TASK DESCRIPTION => All lines from the start of the listing below through the line containing "environment variables, e.g." are to be written out again exactly, and no others.

(DATA FOR REVIEW begins)

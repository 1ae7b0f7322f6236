use axum::{Json, extract::State};
use tracing::debug;

use forgechain::net::{PeerRequest, PeerResponse, answer};

use super::{ApiError, blocking};
use crate::state::SharedState;

/// `POST /peer`
///
/// Serves the peer protocol: the body is a [`PeerRequest`] tagged by
/// `requestType`, the reply a [`PeerResponse`] tagged by `responseType`.
/// Protocol-level refusals are regular responses, so this only fails when
/// the handler task itself does.
pub async fn peer(
    State(state): State<SharedState>,
    Json(request): Json<PeerRequest>,
) -> Result<Json<PeerResponse>, ApiError> {
    debug!(request = request.name(), "peer request");
    let response = blocking(move || {
        let net = state.ctx.config().net.clone();
        state.ctx.with_chain(|chain| answer(chain, &net, request))
    })
    .await?;
    Ok(Json(response))
}
//! Top-level configuration for a chain node.
//!
//! This module aggregates configuration for:
//!
//! - consensus parameters (`ConsensusConfig`) and genesis inputs,
//! - storage (backend choice, RocksDB path and creation flags),
//! - peer networking and fork checking (`NetConfig`),
//! - local forging (`ForgingConfig`),
//! - metrics exporter (enable flag + listen address).
//!
//! [`ChainConfig::load`] layers built-in defaults, an optional TOML file
//! and `FORGECHAIN__*` environment variables, e.g.
//! `FORGECHAIN__CONSENSUS__VARIANT=stake`.

use std::net::SocketAddr;
use std::path::Path;

use config::{Config, ConfigError, Environment, File, FileFormat};
use serde::Deserialize;

use crate::consensus::forger::ForgingConfig;
use crate::consensus::{ConsensusConfig, GenesisConfig};
use crate::net::NetConfig;
use crate::storage::StorageConfig;

/// Configuration for the Prometheus metrics exporter.
#[derive(Clone, Debug, Deserialize)]
#[serde(default)]
pub struct MetricsConfig {
    /// Whether to run a `/metrics` HTTP exporter.
    pub enabled: bool,
    /// Address to bind the metrics HTTP server to.
    pub listen_addr: SocketAddr,
}

impl Default for MetricsConfig {
    fn default() -> Self {
        Self {
            enabled: true,
            listen_addr: SocketAddr::from(([127, 0, 0, 1], 9898)),
        }
    }
}

/// Top-level configuration for a chain node.
#[derive(Clone, Debug, Default, Deserialize)]
#[serde(default)]
pub struct ChainConfig {
    pub consensus: ConsensusConfig,
    pub genesis: GenesisConfig,
    pub storage: StorageConfig,
    pub net: NetConfig,
    pub forging: ForgingConfig,
    pub metrics: MetricsConfig,
}

impl ChainConfig {
    pub const ENV_PREFIX: &'static str = "FORGECHAIN";

    /// Loads defaults, then `path` (TOML) if given, then the environment.
    pub fn load(path: Option<&Path>) -> Result<Self, ConfigError> {
        let mut builder = Config::builder();
        if let Some(path) = path {
            builder = builder.add_source(File::from(path).format(FileFormat::Toml));
        }
        builder
            .add_source(
                Environment::with_prefix(Self::ENV_PREFIX)
                    .prefix_separator("__")
                    .separator("__")
                    .try_parsing(true),
            )
            .build()?
            .try_deserialize()
    }
}
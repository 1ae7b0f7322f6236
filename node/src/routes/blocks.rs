use axum::{
    Json,
    extract::{Query, State},
};
use serde::{Deserialize, Serialize};

use forgechain::{Block, BlockId, Transaction};

use super::{ApiError, blocking, internal};
use crate::state::SharedState;

/// Most blocks returned by one `GET /blocks`.
pub const MAX_BLOCKS_PER_PAGE: u64 = 100;

/// Query for `GET /blocks`. Indexes count back from the head: index 0 is
/// the head itself.
#[derive(Debug, Default, Deserialize)]
#[serde(default, rename_all = "camelCase")]
pub struct BlocksQuery {
    pub first_index: Option<u64>,
    pub last_index: Option<u64>,
    pub include_transactions: bool,
}

#[derive(Debug, Serialize)]
#[serde(rename_all = "camelCase")]
pub struct BlockView {
    pub height: u64,
    pub id: BlockId,
    pub previous_block_id: BlockId,
    pub timestamp: u64,
    pub base_target: u64,
    pub cumulative_difficulty: String,
    pub number_of_transactions: usize,
    #[serde(skip_serializing_if = "Option::is_none")]
    pub transactions: Option<Vec<Transaction>>,
}

impl BlockView {
    fn new(block: Block, include_transactions: bool) -> Self {
        Self {
            height: block.height(),
            id: block.id(),
            previous_block_id: block.previous_block_id(),
            timestamp: block.timestamp(),
            base_target: block.base_target(),
            cumulative_difficulty: block.cumulative_difficulty().to_string(),
            number_of_transactions: block.transactions().len(),
            transactions: include_transactions.then(|| block.into_transactions()),
        }
    }
}

#[derive(Debug, Serialize)]
pub struct BlocksResponse {
    pub blocks: Vec<BlockView>,
}

/// Heights covered by `[first, last]` on a chain whose head is at
/// `head`, newest first. The page never exceeds [`MAX_BLOCKS_PER_PAGE`].
pub fn page_heights(head: u64, first: Option<u64>, last: Option<u64>) -> Vec<u64> {
    let first = first.unwrap_or(0);
    let max_last = first.saturating_add(MAX_BLOCKS_PER_PAGE - 1);
    let last = match last {
        Some(last) if last >= first && last <= max_last => last,
        _ => max_last,
    };
    if first > head {
        return Vec::new();
    }
    let lowest = head.saturating_sub(last);
    (lowest..=head - first).rev().collect()
}

/// `GET /blocks?firstIndex&lastIndex&includeTransactions`
pub async fn blocks(
    State(state): State<SharedState>,
    Query(query): Query<BlocksQuery>,
) -> Result<Json<BlocksResponse>, ApiError> {
    let ctx = state.ctx.clone();
    let blocks = blocking(move || {
        let chain = ctx.lock();
        page_heights(chain.height(), query.first_index, query.last_index)
            .into_iter()
            .filter_map(|h| chain.block_at(h).transpose())
            .map(|b| b.map(|b| BlockView::new(b, query.include_transactions)))
            .collect::<Result<Vec<_>, _>>()
    })
    .await?
    .map_err(|e| internal(format!("failed to load blocks: {e}")))?;

    Ok(Json(BlocksResponse { blocks }))
}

(DATA FOR REVIEW ends)

RESPONSE =>
repository 1ae7b0f7322f6236
use axum::{Json, extract::State};
use tracing::debug;

use forgechain::net::{PeerRequest, PeerResponse, answer};

use super::{ApiError, blocking};
use crate::state::SharedState;

/// `POST /peer`
///
/// Serves the peer protocol: the body is a [`PeerRequest`] tagged by
/// `requestType`, the reply a [`PeerResponse`] tagged by `responseType`.
/// Protocol-level refusals are regular responses, so this only fails when
/// the handler task itself does.
pub async fn peer(
    State(state): State<SharedState>,
    Json(request): Json<PeerRequest>,
) -> Result<Json<PeerResponse>, ApiError> {
    debug!(request = request.name(), "peer request");
    let response = blocking(move || {
        let net = state.ctx.config().net.clone();
        state.ctx.with_chain(|chain| answer(chain, &net, request))
    })
    .await?;
    Ok(Json(response))
}
//! Top-level configuration for a chain node.
//!
//! This module aggregates configuration for:
//!
//! - consensus parameters (`ConsensusConfig`) and genesis inputs,
//! - storage (backend choice, RocksDB path and creation flags),
//! - peer networking and fork checking (`NetConfig`),
//! - local forging (`ForgingConfig`),
//! - metrics exporter (enable flag + listen address).
//!
//! [`ChainConfig::load`] layers built-in defaults, an optional TOML file
//! and `FORGECHAIN__*` environment variables, e.g.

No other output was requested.